Oil & Gas - Swarnendu Bhushan - Co-Head of Research, Prabhudas Lilladher Pvt Ltd

Sector Update – Fall of the last bastion?

We remain cautious on PNGRB’s decision to implement common carrier for product pipelines due to the challenge it poses for OMCs. OMCs own ~90% of marketing infrastructure including pipelines, marketing terminals and depots. While pipelines constructed under bidding process already have provisions for common carrier, older pipelines are still lacking behind. Overall utilization of product pipelines at 68% in FY23 does present an opportunity to other interested parties including private players. Pipelines provide the cheapest method of transportation, as next best coastal is ~46% costlier while roadways are even twice as costly. In addition to the cost of creating new infrastructure, uncertainty of obtaining right of using land for laying pipelines remains a key challenge limiting expansion of private players in product retailing. However, post implementation of unified tariff of natural gas pipelines, we expect PNGRB to open petroleum product pipelines, a step that may sound like fall of the last bastion for OMCs.

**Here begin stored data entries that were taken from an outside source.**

//! §4.9: temp insertion, grounded on `ASTmanipulations.py`'s `insert_tmps`/
//! `expr_insert_tmps`.
//!
//! Hoists every non-atomic operand of a top-level `Binop`/`Not`/`Leak`
//! assignment into a fresh `_tmp{N}` identifier, so that after this pass
//! every such operand is a literal or identifier. Separately, a bare read of
//! `_randomnum`/`_randombit` is hoisted into its own temp even though it is
//! already atomic -- this one is named `tmp{N}`, with no leading underscore,
//! reproducing a genuine naming inconsistency in the original rather than
//! normalizing it away.

use mpcc_ast::{Expr, ExprKind, Program, Stmt, StmtKind};

pub struct TmpInserter {
    tmp_counter: u32,
}

impl TmpInserter {
    pub fn new() -> Self {
        TmpInserter { tmp_counter: 1 }
    }

    pub fn insert(&mut self, prog: &mut Program) {
        let main = prog.main_mut();
        let mut new_stmts = Vec::new();
        for stmt in std::mem::take(&mut main.body.stmts) {
            match stmt.kind {
                StmtKind::Assign { var, expr, is_if_result_assign } => {
                    let rewritten = match expr.kind {
                        ExprKind::Binop(op, l, r) => {
                            let line = expr.line;
                            let l = self.hoist(*l, &mut new_stmts);
                            let r = self.hoist(*r, &mut new_stmts);
                            ExprKind::Binop(op, Box::new(l), Box::new(r)).at(line)
                        }
                        ExprKind::Not(sub) => {
                            let line = expr.line;
                            let sub = self.hoist(*sub, &mut new_stmts);
                            ExprKind::Not(Box::new(sub)).at(line)
                        }
                        ExprKind::Leak(sub) => {
                            let line = expr.line;
                            let sub = self.hoist(*sub, &mut new_stmts);
                            ExprKind::Leak(Box::new(sub)).at(line)
                        }
                        other => other.at(expr.line),
                    };
                    new_stmts.push(Stmt::new(
                        StmtKind::Assign { var, expr: rewritten, is_if_result_assign },
                        stmt.line,
                    ));
                }
                other => new_stmts.push(Stmt::new(other, stmt.line)),
            }
        }
        main.body.stmts = new_stmts;
    }

    /// Folds `expr` down to an atomic operand, emitting whatever temp
    /// assignments are needed along the way into `stmts`.
    fn hoist(&mut self, expr: Expr, stmts: &mut Vec<Stmt>) -> Expr {
        let line = expr.line;
        match expr.kind {
            ExprKind::Number(_) | ExprKind::Boolean(_) => expr,
            ExprKind::Identifier(name) | ExprKind::IfResultId(name) => {
                if name == "_randomnum" || name == "_randombit" {
                    let tmp_var = format!("tmp{}", self.tmp_counter);
                    self.tmp_counter += 1;
                    stmts.push(Stmt::assign(tmp_var.clone(), ExprKind::Identifier(name).at(line), line));
                    Expr::ident(tmp_var, None)
                } else {
                    ExprKind::Identifier(name).at(line)
                }
            }
            ExprKind::Leak(sub) => {
                let sub = self.hoist(*sub, stmts);
                self.push_tmp(ExprKind::Leak(Box::new(sub)).at(line), stmts)
            }
            ExprKind::Not(sub) => {
                let sub = self.hoist(*sub, stmts);
                self.push_tmp(ExprKind::Not(Box::new(sub)).at(line), stmts)
            }
            ExprKind::Binop(op, l, r) => {
                let l = self.hoist(*l, stmts);
                let r = self.hoist(*r, stmts);
                self.push_tmp(ExprKind::Binop(op, Box::new(l), Box::new(r)).at(line), stmts)
            }
            ExprKind::If(..) | ExprKind::FuncCall(..) | ExprKind::Uminus(_) | ExprKind::Seq(..) => {
                unreachable!("if-lowering, smart inlining, and uminus removal already ran")
            }
        }
    }

    fn push_tmp(&mut self, expr: Expr, stmts: &mut Vec<Stmt>) -> Expr {
        let line = expr.line;
        let tmp_var = format!("_tmp{}", self.tmp_counter);
        self.tmp_counter += 1;
        stmts.push(Stmt::assign(tmp_var.clone(), expr, line));
        Expr::ident(tmp_var, None)
    }
}

impl Default for TmpInserter {
    fn default() -> Self {
        Self::new()
    }
}

#[cfg(test)]
mod tests {
    use super::*;
    use mpcc_ast::{BinOp, Function, FunctionBody};

    #[test]
    fn nested_binop_operands_get_hoisted_to_temps() {
        let inner = ExprKind::Binop(BinOp::Add, Box::new(Expr::number(1)), Box::new(Expr::number(2))).synthetic();
        let outer = ExprKind::Binop(BinOp::Mul, Box::new(inner), Box::new(Expr::number(3))).synthetic();
        let mut prog = Program::new(vec![Function::new(
            "main",
            vec![],
            FunctionBody::new(vec![Stmt::assign("y", outer, None)], None),
            None,
        )]);
        TmpInserter::new().insert(&mut prog);
        let stmts = &prog.main().body.stmts;
        assert_eq!(stmts.len(), 2);
        assert!(matches!(&stmts[0].kind, StmtKind::Assign { var, .. } if var == "_tmp1"));
        assert!(matches!(&stmts[1].kind, StmtKind::Assign { var, .. } if var == "y"));
    }

    #[test]
    fn bare_randomness_read_is_hoisted_without_leading_underscore() {
        let expr = ExprKind::Binop(
            BinOp::Add,
            Box::new(Expr::ident("_randomnum", None)),
            Box::new(Expr::number(1)),
        )
        .synthetic();
        let mut prog = Program::new(vec![Function::new(
            "main",
            vec![],
            FunctionBody::new(vec![Stmt::assign("y", expr, None)], None),
            None,
        )]);
        TmpInserter::new().insert(&mut prog);
        let stmts = &prog.main().body.stmts;
        assert!(matches!(&stmts[0].kind, StmtKind::Assign { var, .. } if var == "tmp1"));
    }

    #[test]
    fn atomic_rhs_is_left_untouched() {
        let mut prog = Program::new(vec![Function::new(
            "main",
            vec![],
            FunctionBody::new(vec![Stmt::assign("y", Expr::ident("x", None), None)], None),
            None,
        )]);
        TmpInserter::new().insert(&mut prog);
        assert_eq!(prog.main().body.stmts.len(), 1);
    }
}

Although HPCL/BPCL/IOCL are trading at 0.9/1.2/0.8x FY24 PBV, a look at their long term valuation charts suggests that they could still correct from here. More importantly, the common carrier access of product pipelines may result in sustained de-rating of these stocks even lower. We reiterate ‘HOLD’ rating on HPCL/BPCL/IOCL with TP of Rs263/353/97 valuing at 0.8/1.1/0.8x FY25 PBV.

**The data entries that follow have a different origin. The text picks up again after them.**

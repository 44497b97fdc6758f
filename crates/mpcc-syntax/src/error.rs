//! Lexer/parser error types.
//!
//! `Display` renders exactly the diagnostic text spec.md §6 attributes to
//! this collaborator ("a `Syntax error ...` from the parser collaborator").

use thiserror::Error;

#[derive(Debug, Error, Clone, PartialEq, Eq)]
pub enum SyntaxError {
    #[error("LEXING ERROR: Illegal character in line {line}: '{ch}'")]
    IllegalChar { line: u32, ch: char },

    #[error("Syntax error in (or just before) line {line} at symbol: '{symbol}'")]
    UnexpectedToken { line: u32, symbol: String },

    #[error("Syntax error: unexpected end of input")]
    UnexpectedEof,
}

Almost all marketing infrastructure owned by OMCs: India has total ~22,500km of product pipelines and ~5,000km of LPG pipelines, almost all owned by OMCs. There are 310 marketing terminals/depots, 91% of which are owned by OMCs. Out of 283 aviation fuel stations, 89% are owned by OMCs and 90% of 87,458 retail outlets are also owned by OMCs. Pipelines are the most critical part of the supply-chain as their construction takes long time. Just to share a perspective, Kochi-Bangalore gas pipeline has still not been completed even after a decade of commissioning the Kochi LNG terminal.

Common carrier access could break the oligopoly: Private players have largely remained at bay (6-7% market share in sale of petrol/diesel in FY23) given 1) pricing interventions in petrol and diesel resulting in non-competitive environment, and 2) high cost plus time involved in laying marketing infrastructure alongside risk associated with it. However, at times OMCs have bled in terms of losses in marketing segment due to inability to pass on high cost to consumers, over a longer period of time; they have shown resilient profits. The common carrier access in product pipelines, could thus, lower the entry barrier for private players, thereby challenging dominance of OMCs over a period of time.

Marketing margins losses continue: Average HPCL and BPCL returns have under-performed Nifty by 15/7/6% in past 3/6/12month, while IOCL’s performance has given 8% underperformance against Nifty in 3 months (overperformed 3/16% in 6/12m) due to inability of raising retail prices amidst rising crude oil prices. As per our calculation, the gross marketing margin on petrol and diesel stand at Rs5.5lit and loss of 3.8/lit respectively in Sep’23 compared to Rs10.6lit/10.2/lit in 1QFY24 and Rs8.4/2.7/lit in 2QFY24YTD.